Hi,

I am not sure how you would go about doing this in Tomcat 4, but in
3.2.x,
in the $TOMCAT_HOME/webapps/yourwebapp/WEB-INF/web.xml file, you could
write a special XML tag and give the fully qualified classname of your
Java class (e.g. com.yourcompany.MyApplication) in those tags. When
Tomcat
starts, it will read all the web.xml files, and finding this tag
wrapping
your class, it will load that class. I've used this to make a static
JDBC
Connection Pool available to all web applications running in Tomcat.

you should probably make your class (MyApplication.java) extend Servlet.
Since Servlet has an init() method that will be called once, your
application
will be started by Tomcat, so you don't have to start it manually. Do
your work in init() rather than doGet() or doPost(), so people just
don't call
your servlet and make it do work all over again.
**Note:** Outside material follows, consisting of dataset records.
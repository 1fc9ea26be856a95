//! Error types for contract violations.

use thiserror::Error;

/// Errors surfaced when assembling a tectonic history.
///
/// Numeric edge cases (degenerate plates, zero-length edges, non-finite
/// forcing) are handled inline with neutral fallbacks and never reach this
/// type; only genuine contract violations do.
#[derive(Error, Debug)]
pub enum HistoryError {
    /// The era sequence is outside the supported range.
    #[error("tectonic history requires eraCount within 5..8, got {0}")]
    EraCount(usize),
}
see $TOMCAT_HOME/webapps/text/WEB-INF/web.xml for more details
see $TOMCAT_HOME/conf/web.xml for more details

make sure your class (MyApplication.class) is in Tomcat's classpath

use this tag: <load-on-startup></load-on-startup>

<servlet>
        <servlet-name>
            myapplication
        </servlet-name>
        <servlet-class>
            com.mycompany.MyApplication
        </servlet-class>
        <load-on-startup>
            -2147483646
        </load-on-startup>
</servlet>

I'm not sure what the numbers mean :), but it has seemed to work for me.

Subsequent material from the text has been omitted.